本文章由计算机程序翻译，如有差异，请以英文原文为准。

求助全文

约1分钟内获得全文求助全文

来源期刊

Scripta Materialia 工程技术-材料科学：综合

CiteScore

11.40

自引率

5.00%

发文量

581

审稿时长

34 days

期刊介绍： Scripta Materialia is a LETTERS journal of Acta Materialia, providing a forum for the rapid publication of short communications on the relationship between the structure and the properties of inorganic materials.
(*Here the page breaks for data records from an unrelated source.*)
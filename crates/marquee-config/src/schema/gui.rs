//! Webview panel handshake and recovery timing.

use std::time::Duration;

use serde::{Deserialize, Serialize};

#[derive(Debug, Clone, Serialize, Deserialize)]
#[serde(default)]
pub struct GuiConfig {
    /// Panel title.
    pub title: String,
    /// First readiness timeout in milliseconds.
    pub ready_timeout_ms: u64,
    /// Added to the readiness timeout after every failed attempt.
    pub backoff_step_ms: u64,
    /// Panel creations before giving up (valid range: 1-50).
    pub max_open_attempts: u32,
    /// Delay before the first periodic persistence push.
    pub recovery_initial_ms: u64,
    /// Period of the persistence push while the panel is active.
    pub recovery_interval_ms: u64,
}

impl Default for GuiConfig {
    fn default() -> Self {
        Self {
            title: "Marquee".to_string(),
            ready_timeout_ms: 2000,
            backoff_step_ms: 2000,
            max_open_attempts: 5,
            recovery_initial_ms: 100,
            recovery_interval_ms: 1000,
        }
    }
}

impl GuiConfig {
    pub fn ready_timeout(&self) -> Duration {
        Duration::from_millis(self.ready_timeout_ms)
    }

    pub fn backoff_step(&self) -> Duration {
        Duration::from_millis(self.backoff_step_ms)
    }

    pub fn recovery_initial(&self) -> Duration {
        Duration::from_millis(self.recovery_initial_ms)
    }

    pub fn recovery_interval(&self) -> Duration {
        Duration::from_millis(self.recovery_interval_ms)
    }
}
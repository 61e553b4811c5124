//! Durable backends for the state snapshot.

use std::path::{Path, PathBuf};
use std::sync::{Mutex, PoisonError};

use marquee_common::{Snapshot, StateError};
use tracing::{debug, warn};

/// Where the State Manager keeps its document of record.
///
/// `store` must not return until the snapshot is durable; the manager only
/// commits a mutation in memory after it succeeds.
pub trait Storage: Send + Sync {
    fn load(&self) -> Result<Option<Snapshot>, StateError>;

    fn store(&self, snapshot: &Snapshot) -> Result<(), StateError>;
}

/// Keeps the snapshot in memory. Used by tests and `--ephemeral` hosts.
#[derive(Default)]
pub struct MemoryStorage {
    snapshot: Mutex<Option<Snapshot>>,
}

impl MemoryStorage {
    pub fn new() -> Self {
        Self::default()
    }

    pub fn with_snapshot(snapshot: Snapshot) -> Self {
        Self {
            snapshot: Mutex::new(Some(snapshot)),
        }
    }

    /// The last stored snapshot.
    pub fn stored(&self) -> Option<Snapshot> {
        self.snapshot
            .lock()
            .unwrap_or_else(PoisonError::into_inner)
            .clone()
    }
}

impl Storage for MemoryStorage {
    fn load(&self) -> Result<Option<Snapshot>, StateError> {
        Ok(self.stored())
    }

    fn store(&self, snapshot: &Snapshot) -> Result<(), StateError> {
        *self.snapshot.lock().unwrap_or_else(PoisonError::into_inner) = Some(snapshot.clone());
        Ok(())
    }
}

/// JSON file on disk, replaced atomically on every store.
pub struct FileStorage {
    path: PathBuf,
}

impl FileStorage {
    pub fn new(path: impl Into<PathBuf>) -> Self {
        Self { path: path.into() }
    }

    pub fn path(&self) -> &Path {
        &self.path
    }
}

impl Storage for FileStorage {
    fn load(&self) -> Result<Option<Snapshot>, StateError> {
        if !self.path.exists() {
            debug!(path = %self.path.display(), "No state file yet");
            return Ok(None);
        }

        let content = std::fs::read_to_string(&self.path).map_err(|e| {
            StateError::Storage(format!("failed to read {}: {e}", self.path.display()))
        })?;
        if content.trim().is_empty() {
            return Ok(None);
        }

        let snapshot = serde_json::from_str(&content).map_err(|e| {
            StateError::Serialize(format!("failed to parse {}: {e}", self.path.display()))
        })?;
        Ok(Some(snapshot))
    }

    fn store(&self, snapshot: &Snapshot) -> Result<(), StateError> {
        let json = serde_json::to_string_pretty(snapshot)
            .map_err(|e| StateError::Serialize(e.to_string()))?;

        if let Some(parent) = self.path.parent() {
            std::fs::create_dir_all(parent).map_err(|e| {
                StateError::Storage(format!(
                    "failed to create state directory {}: {e}",
                    parent.display()
                ))
            })?;
        }

        let tmp_path = self.path.with_extension("json.tmp");
        std::fs::write(&tmp_path, &json).map_err(|e| {
            StateError::Storage(format!("failed to write {}: {e}", tmp_path.display()))
        })?;

        if let Err(e) = std::fs::rename(&tmp_path, &self.path) {
            warn!("atomic rename failed ({}), falling back to direct write", e);
            std::fs::write(&self.path, &json).map_err(|e2| {
                StateError::Storage(format!("failed to write {}: {e2}", self.path.display()))
            })?;
        }

        debug!(path = %self.path.display(), "State persisted");
        Ok(())
    }
}

#[cfg(test)]
mod tests {
    use super::*;
    use marquee_common::NamespaceSnapshot;
    use serde_json::json;
    use tempfile::TempDir;

    fn sample() -> Snapshot {
        let mut ns = NamespaceSnapshot::default();
        ns.state.insert("todos".into(), json!([{ "id": 1 }]));
        let mut snapshot = Snapshot::new();
        snapshot.insert("widgets.todo".into(), ns);
        snapshot
    }

    #[test]
    fn memory_storage_starts_empty() {
        assert!(MemoryStorage::new().load().unwrap().is_none());
    }

    #[test]
    fn file_storage_missing_file_is_none() {
        let dir = TempDir::new().unwrap();
        let storage = FileStorage::new(dir.path().join("state.json"));
        assert!(storage.load().unwrap().is_none());
    }

    #[test]
    fn file_storage_creates_parent_dirs() {
        let dir = TempDir::new().unwrap();
        let path = dir.path().join("nested").join("deep").join("state.json");
        let storage = FileStorage::new(&path);

        storage.store(&sample()).unwrap();
        assert!(path.exists());
        assert!(!path.with_extension("json.tmp").exists());
        assert_eq!(storage.load().unwrap(), Some(sample()));
    }

    #[test]
    fn file_storage_rejects_garbage() {
        let dir = TempDir::new().unwrap();
        let path = dir.path().join("state.json");
        std::fs::write(&path, "{ not json").unwrap();

        let err = FileStorage::new(&path).load().unwrap_err();
        assert!(matches!(err, StateError::Serialize(_)));
    }

    #[test]
    fn file_storage_store_into_a_file_path_fails() {
        let dir = TempDir::new().unwrap();
        let blocker = dir.path().join("blocker");
        std::fs::write(&blocker, "").unwrap();

        let storage = FileStorage::new(blocker.join("state.json"));
        assert!(matches!(
            storage.store(&sample()).unwrap_err(),
            StateError::Storage(_)
        ));
    }
}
The emphasis is on originality rather than incremental research. Short reports on the development of materials with novel or substantially improved properties are also welcomed. Emphasis is on either the functional or mechanical behavior of metals, ceramics and semiconductors at all length scales.